Vor Manuel Baum stehen 19 pinke Hütchen auf dem Rasen. "Tanzen mit dem Ball. Auf geht's", ruft der ehemalige Augsburg- und Schalke-Trainer. Es sind keine Bundesliga-Profis, denen er das zuruft - es sind 19 Kinder, die auf Kommando ihre Kugel um die Kegel herumspielen. "Hol ihn dir! Schneller! Gut", ruft Baum. Wer ihn heute überzeugt, darf in Zukunft in der F-Jugend des TSV Trudering kicken. Bundesligatrainer Baum inklusive. Aber dafür müssen sich die Sieben- und Achtjährigen erst beweisen. Für eine Reihe von Übungen haben sie eineinhalb Stunden.

Die Bälle fliegen hoch in die Luft, darunter drehen sich die Kinder. Sie sehen aus wie Farbkleckse, manche haben ein blaues Sechzger-Trikot an, andere ein rotes des FC Bayern. Acht von ihnen sind schon Teil der Mannschaft. Der Rest will es werden. Platz gibt es nur noch für einen bis zwei, erklärt Ulf Martensmeier. Er und Norbert Stockinger sind neben Baum Trainer des Teams.

Die drei scheinen ihren Job gut zu machen. Zumindest trug die U8-1 einige Siege nach Hause. Messen kann sich der Jahrgang 2014 in München in den Kategorien "schwach", "mittel" und "stark". In der dritten hätten die jungen Truderingerinnen und Truderinger in der vergangenen Saison beinahe alle Spiele gewonnen. Am Wochenende sei man das zweite Mal Meister geworden, sagt Martensmeier stolz.

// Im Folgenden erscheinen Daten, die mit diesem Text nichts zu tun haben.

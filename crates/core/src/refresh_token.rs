//! Opaque refresh-token generation and lifecycle rules.
//!
//! A refresh token is 32 bytes from the thread-local CSPRNG, hex-encoded to a
//! 64-character lowercase string. It carries no structure of its own; the
//! owner, expiry and revocation state live in the persisted record.

use rand::RngCore;

use crate::types::Timestamp;

// ---------------------------------------------------------------------------
// Constants
// ---------------------------------------------------------------------------

/// Number of random bytes in a refresh token (256 bits of entropy).
pub const REFRESH_TOKEN_BYTES: usize = 32;

/// Length of the hex-encoded token string.
pub const REFRESH_TOKEN_LEN: usize = REFRESH_TOKEN_BYTES * 2;

/// Default refresh token lifetime in days.
pub const DEFAULT_REFRESH_EXPIRY_DAYS: i64 = 60;

/// Longest accepted refresh token lifetime in days.
pub const MAX_REFRESH_EXPIRY_DAYS: i64 = 365;

// ---------------------------------------------------------------------------
// Generation
// ---------------------------------------------------------------------------

/// Generate a new refresh token value.
///
/// Collisions are not retried; the store's primary key is the backstop.
pub fn generate_refresh_token() -> String {
    let mut bytes = [0u8; REFRESH_TOKEN_BYTES];
    rand::rng().fill_bytes(&mut bytes);
    hex::encode(bytes)
}

/// Whether `value` has the shape of a refresh token (64 lowercase hex chars).
///
/// Used to short-circuit lookups of obviously bogus values; a well-shaped
/// value still has to exist in the store.
pub fn is_well_formed(value: &str) -> bool {
    value.len() == REFRESH_TOKEN_LEN
        && value
            .bytes()
            .all(|b| b.is_ascii_digit() || (b'a'..=b'f').contains(&b))
}

// ---------------------------------------------------------------------------
// Lifecycle
// ---------------------------------------------------------------------------

/// Lifecycle state of a persisted refresh token at a given instant.
#[derive(Debug, Clone, Copy, PartialEq, Eq)]
pub enum RefreshTokenState {
    Active,
    Revoked,
    Expired,
}

/// Classify a refresh-token record at `now`.
///
/// Revocation wins over expiry: once `revoked_at` is set the token is
/// reported as revoked no matter how much lifetime it had left.
pub fn refresh_token_state(
    expires_at: Timestamp,
    revoked_at: Option<Timestamp>,
    now: Timestamp,
) -> RefreshTokenState {
    if revoked_at.is_some() {
        RefreshTokenState::Revoked
    } else if now > expires_at {
        RefreshTokenState::Expired
    } else {
        RefreshTokenState::Active
    }
}

// ---------------------------------------------------------------------------
// Tests
// ---------------------------------------------------------------------------

#[cfg(test)]
mod tests {
    use chrono::{Duration, Utc};

    use super::*;

    #[test]
    fn generated_token_is_64_lowercase_hex_chars() {
        let token = generate_refresh_token();
        assert_eq!(token.len(), REFRESH_TOKEN_LEN);
        assert!(is_well_formed(&token), "unexpected token shape: {token}");
    }

    #[test]
    fn generated_tokens_differ() {
        assert_ne!(generate_refresh_token(), generate_refresh_token());
    }

    #[test]
    fn well_formed_rejects_wrong_shapes() {
        assert!(!is_well_formed(""));
        assert!(!is_well_formed("not-a-real-token"));
        assert!(!is_well_formed(&"A".repeat(REFRESH_TOKEN_LEN)));
        assert!(!is_well_formed(&"a".repeat(REFRESH_TOKEN_LEN + 1)));
    }

    #[test]
    fn active_before_expiry() {
        let now = Utc::now();
        let state = refresh_token_state(now + Duration::days(1), None, now);
        assert_eq!(state, RefreshTokenState::Active);
    }

    #[test]
    fn expired_after_expiry() {
        let now = Utc::now();
        let state = refresh_token_state(now - Duration::seconds(1), None, now);
        assert_eq!(state, RefreshTokenState::Expired);
    }

    #[test]
    fn revoked_wins_over_remaining_lifetime_and_expiry() {
        let now = Utc::now();
        assert_eq!(
            refresh_token_state(now + Duration::days(30), Some(now), now),
            RefreshTokenState::Revoked
        );
        assert_eq!(
            refresh_token_state(now - Duration::days(1), Some(now), now),
            RefreshTokenState::Revoked
        );
    }
}
//! API-key extractor for the Polka payments webhook.

use axum::extract::FromRequestParts;
use axum::http::request::Parts;
use axum::http::HeaderMap;
use subtle::ConstantTimeEq;

use crate::auth::credential::Credential;
use crate::error::AppError;
use crate::state::AppState;

/// Marker proving the request carried `Authorization: ApiKey <POLKA_KEY>`.
#[derive(Debug, Clone, Copy)]
pub struct PolkaApiKey;

impl FromRequestParts<AppState> for PolkaApiKey {
    type Rejection = AppError;

    async fn from_request_parts(
        parts: &mut Parts,
        state: &AppState,
    ) -> Result<Self, Self::Rejection> {
        authorize(&parts.headers, &state.config.polka_key)?;
        Ok(PolkaApiKey)
    }
}

/// Accept only an `ApiKey` credential equal to `expected`.
fn authorize(headers: &HeaderMap, expected: &str) -> Result<(), AppError> {
    let key = match Credential::from_headers(headers) {
        Ok(Credential::ApiKey(key)) => key,
        Ok(Credential::Bearer(_)) => {
            tracing::debug!("Rejected webhook carrying a bearer token");
            return Err(AppError::unauthorized("Couldn't find api key"));
        }
        Err(e) => {
            tracing::debug!(reason = %e, "Rejected webhook without API key");
            return Err(AppError::unauthorized("Couldn't find api key"));
        }
    };

    if !keys_match(&key, expected) {
        tracing::debug!("Rejected webhook with wrong API key");
        return Err(AppError::unauthorized("API key is invalid"));
    }
    Ok(())
}

/// Compare keys without short-circuiting on the first differing byte.
fn keys_match(presented: &str, expected: &str) -> bool {
    presented.as_bytes().ct_eq(expected.as_bytes()).into()
}
//! Parsing of the `Authorization` header into a typed credential.
//!
//! Two schemes are understood: `Bearer <token>` and `ApiKey <key>`. The
//! bearer error messages are matched verbatim by clients and must not change.

use axum::http::header::AUTHORIZATION;
use axum::http::HeaderMap;

const BEARER_PREFIX: &str = "Bearer ";
const API_KEY_PREFIX: &str = "ApiKey ";

/// A credential presented on an inbound request.
#[derive(Debug, Clone, PartialEq, Eq)]
pub enum Credential {
    Bearer(String),
    ApiKey(String),
}

#[derive(Debug, Clone, Copy, PartialEq, Eq, thiserror::Error)]
pub enum CredentialError {
    #[error("authorization header is missing")]
    MissingHeader,

    #[error("authorization header is not a bearer token")]
    NotBearerScheme,

    #[error("bearer token is empty")]
    EmptyToken,

    /// Any API-key header problem; the cases are deliberately not split.
    #[error("invalid Authorization header format")]
    InvalidFormat,
}

impl Credential {
    /// Parse whichever supported scheme the `Authorization` header carries.
    pub fn from_headers(headers: &HeaderMap) -> Result<Self, CredentialError> {
        match extract_bearer(headers) {
            Ok(token) => Ok(Credential::Bearer(token)),
            Err(CredentialError::NotBearerScheme) => extract_api_key(headers)
                .map(Credential::ApiKey)
                .map_err(|_| CredentialError::NotBearerScheme),
            Err(e) => Err(e),
        }
    }
}

/// Extract the token from `Authorization: Bearer <token>`.
///
/// The remainder after the prefix is trimmed. A header value that is not
/// valid visible ASCII is treated as a non-bearer header.
pub fn extract_bearer(headers: &HeaderMap) -> Result<String, CredentialError> {
    let value = headers
        .get(AUTHORIZATION)
        .ok_or(CredentialError::MissingHeader)?;
    let value = value
        .to_str()
        .map_err(|_| CredentialError::NotBearerScheme)?;
    if value.is_empty() {
        return Err(CredentialError::MissingHeader);
    }

    let token = value
        .strip_prefix(BEARER_PREFIX)
        .ok_or(CredentialError::NotBearerScheme)?
        .trim();
    if token.is_empty() {
        return Err(CredentialError::EmptyToken);
    }
    Ok(token.to_string())
}

/// Extract the key from `Authorization: ApiKey <key>`.
///
/// Missing header, wrong scheme and empty key all fail with
/// [`CredentialError::InvalidFormat`]. The key is returned untrimmed.
pub fn extract_api_key(headers: &HeaderMap) -> Result<String, CredentialError> {
    let key = headers
        .get(AUTHORIZATION)
        .and_then(|v| v.to_str().ok())
        .and_then(|v| v.strip_prefix(API_KEY_PREFIX))
        .filter(|key| !key.is_empty())
        .ok_or(CredentialError::InvalidFormat)?;
    Ok(key.to_string())
}

#[cfg(test)]
mod tests {
    use axum::http::header::CONTENT_TYPE;
    use axum::http::HeaderValue;

    use super::*;

    fn auth_headers(value: &'static str) -> HeaderMap {
        let mut headers = HeaderMap::new();
        headers.insert(AUTHORIZATION, HeaderValue::from_static(value));
        headers
    }

    #[test]
    fn bearer_extraction_table() {
        let mut no_auth = HeaderMap::new();
        no_auth.insert(CONTENT_TYPE, HeaderValue::from_static("application/json"));

        let cases: Vec<(&str, HeaderMap, Result<&str, &str>)> = vec![
            ("valid token", auth_headers("Bearer abc"), Ok("abc")),
            (
                "missing header",
                no_auth,
                Err("authorization header is missing"),
            ),
            (
                "no bearer prefix",
                auth_headers("abc"),
                Err("authorization header is not a bearer token"),
            ),
            (
                "empty after prefix",
                auth_headers("Bearer "),
                Err("bearer token is empty"),
            ),
        ];

        for (name, headers, expected) in cases {
            let got = extract_bearer(&headers);
            match expected {
                Ok(token) => assert_eq!(got.as_deref(), Ok(token), "case: {name}"),
                Err(message) => {
                    let err = got.expect_err(name);
                    assert_eq!(err.to_string(), message, "case: {name}");
                }
            }
        }
    }

    #[test]
    fn bearer_token_is_trimmed() {
        let headers = auth_headers("Bearer   padded.token  ");
        assert_eq!(extract_bearer(&headers).unwrap(), "padded.token");
    }

    #[test]
    fn bearer_prefix_is_case_sensitive() {
        let headers = auth_headers("bearer abc");
        assert_eq!(extract_bearer(&headers), Err(CredentialError::NotBearerScheme));
    }

    #[test]
    fn whitespace_only_bearer_is_empty() {
        let headers = auth_headers("Bearer    ");
        assert_eq!(extract_bearer(&headers), Err(CredentialError::EmptyToken));
    }

    #[test]
    fn api_key_extraction() {
        let headers = auth_headers("ApiKey f271c81ff7084ee5b99a5091b42d486e");
        assert_eq!(
            extract_api_key(&headers).unwrap(),
            "f271c81ff7084ee5b99a5091b42d486e"
        );
    }

    #[test]
    fn api_key_failures_are_indistinguishable() {
        let cases = [
            HeaderMap::new(),
            auth_headers("Bearer abc"),
            auth_headers("ApiKey "),
            auth_headers("apikey abc"),
        ];
        for headers in cases {
            assert_eq!(
                extract_api_key(&headers),
                Err(CredentialError::InvalidFormat)
            );
        }
    }

    #[test]
    fn credential_from_headers_picks_scheme() {
        assert_eq!(
            Credential::from_headers(&auth_headers("Bearer tok")),
            Ok(Credential::Bearer("tok".into()))
        );
        assert_eq!(
            Credential::from_headers(&auth_headers("ApiKey key")),
            Ok(Credential::ApiKey("key".into()))
        );
        assert_eq!(
            Credential::from_headers(&auth_headers("Basic dXNlcjpwYXNz")),
            Err(CredentialError::NotBearerScheme)
        );
        assert_eq!(
            Credential::from_headers(&HeaderMap::new()),
            Err(CredentialError::MissingHeader)
        );
    }
}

Bis Dezember 2020 trainierte Manuel Baum die Profis von Schalke 04 ... (Foto: Florian Peljak)
... jetzt sucht er Talente in Trudering. (Foto: Florian Peljak)
Dabei müssen auch mal die Schlappen kontrolliert werden. (Foto: Florian Peljak)

Es hat sich ausgetanzt. "Stellt euch vor, es ist ein Gesicht auf dem Ball und ihr versucht, die Nase zu treffen", lautet die Aufgabe jetzt. Weniger metaphorisch klingen andere Anweisungen, die Baum an die Kleinen richtet. Alle paar Minuten schallt über das Sportgelände: "Konzentriert euch auf die Übung!" Oder: "Macht keinen Blödsinn!"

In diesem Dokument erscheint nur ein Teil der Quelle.